Magic Chairs, Efterklang’s majestic new record, reaches for an emotional depth and complexity that is not currently in vogue. It’s artful and emotional, rewarding attention without requiring it. Combining orchestral instrumentation with subtle electronic accents, Magic Chair’s 10 songs veer off unexpectedly into wordless cries, choral verses, and even Memphis soul breakdowns. Efterklang seem to have an intuitive knack for this kind of unpredictable construction. This superficial effortlessness masks the currents of tension and interplay running throughout the album. However, little of this would matter if these songs did not connect emotionally; far from creating the impression of some sort of music theory remove, Efterklang’s regal swell conveys more emotion than any intellectual exercise could ever hope to.

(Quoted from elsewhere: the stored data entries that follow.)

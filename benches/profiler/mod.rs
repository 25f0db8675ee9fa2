// SPDX-FileCopyrightText: 2026 Bruno Meilick
// SPDX-License-Identifier: LicenseRef-Nereid-FreeUse-NoCopy-NoDerivatives
//
// All rights reserved.
//
// This file is part of Inf and is proprietary software.
// Unauthorized copying, modification, or distribution is prohibited.

use std::str::FromStr;
use std::time::Duration;

use criterion::Criterion;

use pprof::criterion::{Output, PProfProfiler};

fn env_or<T: FromStr>(name: &str, default: T) -> T {
    std::env::var(name)
        .ok()
        .and_then(|raw| raw.trim().parse::<T>().ok())
        .unwrap_or(default)
}

/// Criterion tuned from `BENCH_*` variables. Flamegraphs are only collected when
/// `PROFILE_FREQ` is set, since hit-testing cases are short enough for sampling to dominate.
pub fn criterion() -> Criterion {
    let sample_size = env_or("BENCH_SAMPLE_SIZE", 60usize).clamp(10, 200);
    let warmup_secs = env_or("BENCH_WARMUP_SECS", 2u64).clamp(1, 60);
    let measurement_secs = env_or("BENCH_MEASUREMENT_SECS", 4u64).clamp(1, 120);

    let criterion = Criterion::default()
        .sample_size(sample_size)
        .warm_up_time(Duration::from_secs(warmup_secs))
        .measurement_time(Duration::from_secs(measurement_secs));

    match std::env::var("PROFILE_FREQ") {
        Ok(_) => {
            let frequency = env_or("PROFILE_FREQ", 100i32).clamp(1, 1000);
            criterion.with_profiler(PProfProfiler::new(frequency, Output::Flamegraph(None)))
        }
        Err(_) => criterion,
    }
}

The wistful twinkling of keys on “Modern Drift,” the very first sound on the record, hits such a sentimental nerve that it’s hard to imagine any feelings or associations other than my own. The song soon builds into something bigger, more open, into a structure less private but no less personal. When Casper Clausen sings about confessing himself to a lover, the percussion pounds like a nervous heart. These minor details feel organic and emotionally accurate in ways that transcend personal experience. Efterklang piles layers of strings and horns until the medium is no longer as intimate as the sentiments it expresses. It blooms into this gorgeous, impossible structure that bears seemingly endless rewards. The more scrutiny granted, the more staggering it seems.
The songs that follow “Modern Drift” are, if anything, even more impossibly gorgeous. None of this unrestrained gush of praise is to imply that Efterklang are or will be universally appreciated. Some will get swept up in their refined clatter, others will just find it all a little damp. By Magic Chairs’ final stretch, from “The Soft Beating” through “Mirror Mirror,” one could be forgiven for finding the relentless pomp a little oppressive. Those songs, riveting as they might be, lack the dramatic currents that make the first few songs so remarkable. Yet Magic Chairs ends on a high note; “Natural Tune” is, as its title implies, the simplest and most conventional of Magic Chairs’ offerings. Rather than attempting to outdo themselves, Efterklang scale back, ending sweetly, without overplaying their hand or overstaying their welcome.